Si è sempre detto che la travel policy è il “cuore del sistema business travel”, e di questo argomento si parla davvero tanto: digitando nel motore di ricerca di Google i termini “travel policy”, si ottengono ben 3 miliardi di risultati in 0,5 secondi. Quanti eventi, seminari e corsi di formazione propongono nel loro programma l’adagio (ormai un po’ “consunto”) “Come implementare una buona travel policy”? Quante travel management company, nelle loro brochure, dichiarano di essere in grado di supportare le aziende in una corretta gestione delle politiche di viaggio? E quante imprese, quando intavolano una trattativa commerciale con le agenzie, richiedono l’implementazione della travel policy o addirittura di produrne (magari in fase di gara) alcuni esempi?
Proviamo allora a fare un po’ d’ordine, cominciando a stabilire di che cosa si tratta esattamente. Una definizione abbastanza completa di travel policy potrebbe essere: “un documento procedurale che norma le modalità attraverso le quali si attua una corretta gestione delle missioni e dei viaggi d’affari aziendali. È uno strumento di supporto alla pianificazione dei viaggi d’affari e al controllo qualitativo della spesa; può anche essere un indicatore della capacità dell’azienda di cogliere le opportunità di risparmio offerte dal mercato. È tendenzialmente redatta dall’area risorse umane delle singole imprese”.

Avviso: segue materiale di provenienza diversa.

//! Reference simulator holding the ground truth
//!
//! The environment is the only place that knows where things are. It hands
//! out percepts and applies actions; the agent never reads its state.

use rand::seq::SliceRandom;
use rand::SeedableRng;
use rand_chacha::ChaCha8Rng;
use serde::{Deserialize, Serialize};
use tracing::{debug, info};

use crate::agent::action_score;
use crate::core::constants::{DEFAULT_ARROWS, DEFAULT_WUMPUS_MOVE_INTERVAL, SCORE_DEATH};
use crate::core::error::{AgentError, Result};
use crate::core::types::{Action, Coord, Direction, Outcome, Percept, Pose};
use crate::world::map::WorldMap;

/// What one action did to the world
#[derive(Debug, Clone, PartialEq, Eq, Serialize, Deserialize)]
pub struct StepResult {
    pub action: Action,
    pub score_delta: i64,
    /// Wumpus killed by this action's arrow
    pub killed: Option<Coord>,
    /// Wumpuses wandered after this action
    pub wumpuses_moved: bool,
    /// Set when this action ended the game
    pub outcome: Option<Outcome>,
}

/// Live game state for one map
#[derive(Debug, Clone)]
pub struct Environment {
    map: WorldMap,
    wumpuses: Vec<Coord>,
    gold: Option<Coord>,
    agent: Pose,
    has_gold: bool,
    arrows: u32,
    score: i64,
    actions: u32,
    move_interval: Option<u32>,
    scream_pending: bool,
    bump_pending: bool,
    outcome: Option<Outcome>,
    rng: ChaCha8Rng,
}

impl Environment {
    /// Start a game on `map`; `seed` drives wumpus wandering
    pub fn new(map: WorldMap, seed: u64) -> Result<Self> {
        map.validate()?;
        let move_interval = map.moving.then_some(DEFAULT_WUMPUS_MOVE_INTERVAL);
        Ok(Self {
            wumpuses: map.wumpuses.clone(),
            gold: Some(map.gold),
            agent: Pose::new(map.entry(), Direction::East),
            has_gold: false,
            arrows: DEFAULT_ARROWS,
            score: 0,
            actions: 0,
            move_interval,
            scream_pending: false,
            bump_pending: false,
            outcome: None,
            rng: ChaCha8Rng::seed_from_u64(seed),
            map,
        })
    }

    pub fn with_move_interval(mut self, interval: u32) -> Self {
        self.move_interval = (interval > 0).then_some(interval);
        self
    }

    pub fn map(&self) -> &WorldMap {
        &self.map
    }

    pub fn agent(&self) -> Pose {
        self.agent
    }

    pub fn wumpuses(&self) -> &[Coord] {
        &self.wumpuses
    }

    pub fn score(&self) -> i64 {
        self.score
    }

    pub fn outcome(&self) -> Option<Outcome> {
        self.outcome
    }

    pub fn is_finished(&self) -> bool {
        self.outcome.is_some()
    }

    /// Percepts at the agent's cell. Scream and bump are delivered once.
    pub fn percept(&mut self) -> Percept {
        let here = self.agent.position;
        let mut percept = Percept {
            glitter: self.gold == Some(here),
            bump: std::mem::take(&mut self.bump_pending),
            scream: std::mem::take(&mut self.scream_pending),
            position: Some(here),
            facing: Some(self.agent.facing),
            ..Percept::default()
        };
        for n in here.adjacent() {
            if !self.map.in_bounds(n) {
                continue;
            }
            percept.breeze |= self.map.has_pit(n);
            percept.stench |= self.wumpuses.contains(&n);
        }
        percept
    }

    /// Apply one agent action
    pub fn apply(&mut self, action: Action) -> Result<StepResult> {
        if self.is_finished() {
            return Err(AgentError::SessionFinished);
        }

        let mut result = StepResult {
            action,
            score_delta: 0,
            killed: None,
            wumpuses_moved: false,
            outcome: None,
        };

        match action {
            Action::MoveForward => {
                result.score_delta = action_score(action, self.has_gold);
                let next = self.agent.position.step(self.agent.facing);
                if self.map.in_bounds(next) {
                    self.agent.position = next;
                } else {
                    self.bump_pending = true;
                }
            }
            Action::TurnLeft => {
                result.score_delta = action_score(action, self.has_gold);
                self.agent.facing = self.agent.facing.left();
            }
            Action::TurnRight => {
                result.score_delta = action_score(action, self.has_gold);
                self.agent.facing = self.agent.facing.right();
            }
            Action::Grab => {
                if self.gold == Some(self.agent.position) {
                    self.gold = None;
                    self.has_gold = true;
                    result.score_delta = action_score(action, false);
                }
            }
            Action::Shoot => {
                result.score_delta = action_score(action, self.has_gold);
                if self.arrows > 0 {
                    self.arrows -= 1;
                    result.killed = self.fire_arrow();
                }
            }
            Action::Climb => {
                if self.agent.position == self.map.entry() {
                    result.score_delta = action_score(action, self.has_gold);
                    let outcome = if self.has_gold {
                        Outcome::Won
                    } else {
                        Outcome::GaveUp
                    };
                    result.outcome = Some(outcome);
                }
            }
        }

        self.score += result.score_delta;
        if let Some(outcome) = result.outcome {
            self.outcome = Some(outcome);
            info!(?outcome, score = self.score, "game over");
            return Ok(result);
        }

        if self.agent_dies() {
            self.die(&mut result);
            return Ok(result);
        }

        self.actions += 1;
        if let Some(interval) = self.move_interval {
            if self.actions % interval == 0 {
                result.wumpuses_moved = true;
                self.move_wumpuses();
                if self.wumpuses.contains(&self.agent.position) {
                    self.die(&mut result);
                }
            }
        }
        Ok(result)
    }

    fn agent_dies(&self) -> bool {
        let here = self.agent.position;
        self.map.has_pit(here) || self.wumpuses.contains(&here)
    }

    fn die(&mut self, result: &mut StepResult) {
        result.score_delta += SCORE_DEATH;
        self.score += SCORE_DEATH;
        result.outcome = Some(Outcome::Died);
        self.outcome = Some(Outcome::Died);
        info!(position = %self.agent.position, score = self.score, "agent died");
    }

    /// The arrow flies from the agent's cell and kills the first wumpus it meets
    fn fire_arrow(&mut self) -> Option<Coord> {
        let direction = self.agent.facing;
        let mut current = self.agent.position;
        while self.map.in_bounds(current) {
            if let Some(idx) = self.wumpuses.iter().position(|w| *w == current) {
                self.wumpuses.remove(idx);
                self.scream_pending = true;
                info!(coord = %current, "wumpus killed");
                return Some(current);
            }
            current = current.step(direction);
        }
        None
    }

    /// Every wumpus steps to a random free neighbor, in placement order
    fn move_wumpuses(&mut self) {
        for i in 0..self.wumpuses.len() {
            let from = self.wumpuses[i];
            let options: Vec<Coord> = from
                .adjacent()
                .into_iter()
                .filter(|c| self.map.in_bounds(*c))
                .filter(|c| !self.map.has_pit(*c))
                .filter(|c| !self.wumpuses.contains(c))
                .collect();
            if let Some(to) = options.choose(&mut self.rng).copied() {
                self.wumpuses[i] = to;
                debug!(from = %from, to = %to, "wumpus moved");
            }
        }
    }
}

#[cfg(test)]
mod tests {
    use super::*;

    fn corridor() -> WorldMap {
        WorldMap::new(
            4,
            vec![Coord::new(3, 0)],
            vec![Coord::new(1, 2)],
            Coord::new(0, 3),
        )
    }

    #[test]
    fn test_initial_percept() {
        let mut env = Environment::new(corridor(), 0).unwrap();
        let p = env.percept();
        assert!(!p.breeze && !p.stench && !p.glitter);
        assert_eq!(p.position, Some(Coord::new(0, 0)));
        assert_eq!(p.facing, Some(Direction::East));
    }

    #[test]
    fn test_bump_is_reported_once() {
        let mut env = Environment::new(corridor(), 0).unwrap();
        env.apply(Action::TurnRight).unwrap();
        env.apply(Action::MoveForward).unwrap();
        assert!(env.percept().bump);
        assert!(!env.percept().bump);
        assert_eq!(env.agent().position, Coord::new(0, 0));
    }

    #[test]
    fn test_arrow_kills_first_wumpus() {
        let mut env = Environment::new(corridor(), 0).unwrap();
        let result = env.apply(Action::Shoot).unwrap();
        assert_eq!(result.killed, Some(Coord::new(3, 0)));
        assert!(env.percept().scream);
        assert!(!env.percept().scream);
        assert!(env.wumpuses().is_empty());
    }

    #[test]
    fn test_walking_into_wumpus_kills() {
        let mut env = Environment::new(corridor(), 0).unwrap();
        env.apply(Action::MoveForward).unwrap();
        env.apply(Action::MoveForward).unwrap();
        assert!(env.percept().stench);
        let result = env.apply(Action::MoveForward).unwrap();
        assert_eq!(result.outcome, Some(Outcome::Died));
        assert!(env.apply(Action::TurnLeft).is_err());
    }

    #[test]
    fn test_climb_without_gold_gives_up() {
        let mut env = Environment::new(corridor(), 0).unwrap();
        let result = env.apply(Action::Climb).unwrap();
        assert_eq!(result.outcome, Some(Outcome::GaveUp));
        assert_eq!(env.score(), 0);
    }

    #[test]
    fn test_wumpuses_wander_on_interval() {
        let map = corridor().with_moving(true);
        let mut env = Environment::new(map, 3).unwrap().with_move_interval(2);
        let first = env.apply(Action::TurnLeft).unwrap();
        assert!(!first.wumpuses_moved);
        let second = env.apply(Action::TurnRight).unwrap();
        assert!(second.wumpuses_moved);

        let w = env.wumpuses()[0];
        assert_eq!(w.manhattan(&Coord::new(3, 0)), 1);
        assert!(!env.map().has_pit(w));
    }
}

Da queste frasi si deduce che, in effetti, la travel policy ha un’importanza rilevante nella gestione delle trasferte lavorative, ma soprattutto che è trasversale all’intera filiera aziendale delle realtà coinvolte nel processo di viaggio; da ciò derivano alcuni assunti fondamentali:
· non esistono travel policy valide per tutti; ogni azienda (pur dello stesso settore merceologico) è diversa dalle altre, e pertanto non è assolutamente detto che la travel policy di un’impresa, ancorché funzionante e portatrice di risultati economici, si possa adattare a un’altra. Anzi, molto spesso (se non sempre) questa metodologia non darà i frutti sperati. Addirittura reparti aziendali differenti potrebbero avere necessità di sottostare alle regole di policy diverse tra di loro (e non parliamo in questa fase di “grade” aziendale dei viaggiatori);
· le politiche di viaggio devono essere strumenti adattabili e flessibili; il mercato dei viaggi d’affari si sta caratterizzando per un livello di volatilità dei prezzi di acquisto simile a quella riscontrabile nel mercato degli strumenti finanziari. Dunque, se le aziende vogliono cogliere le opportunità derivanti dalla dinamicità del “fattore pricing”, devono fornire ai propri viaggiatori regole altrettanto dinamiche e adattabili; policy troppo “ingessate”, e chiuse nelle “torri d’avorio” mal si confanno a logiche dinamiche. Con questo non ci sentiamo di considerarle a priori negative, ma semplicemente non aggiornate; d’altro canto, però, la rigidità di approccio alle trasferte lavorative potrebbe essere un “must” dal quale l’azienda non ha alcuna intenzione di derogare;
· ogni travel policy dovrebbe essere tarata su esigenze, cultura e modelli di consumo aziendali; una buona travel policy non può permettersi di prescindere da un fattore chiave, ovvero la conoscenza del modello di consumo e comportamentale dei viaggiatori. Abbiamo visto come questo documento definisca alcune “regole” rispetto a un’attività ben chiara e definita, ovvero la gestione delle trasferte lavorative, attività “non core” nel panorama della mission aziendale. Questo significa che la travel policy si innesta in un contesto di regole molto più ampio, che abbraccia tutte le attività aziendali. Ne consegue che le regole da essa definite debbano essere in linea con tutte le altre, in una parola allineate con la “cultura aziendale”. In questo scenario non possono ovviamente funzionare modelli in cui un’azienda chiede all’esterno (travel management company o consulenti) dei modelli di travel policy, per implementarli internamente.
Un documento “vivo”
Una corretta travel policy (sia essa da implementare ex novo o da modificare) deve partire da quanto è attualmente presente in azienda, ovvero il modello di consumo; con tale dizione si intende un’analisi approfondita e strutturale dei dati di spesa, al fine di far emergere trend e specificità che caratterizzano l’impresa nel variegato panorama di acquisto del settore viaggi.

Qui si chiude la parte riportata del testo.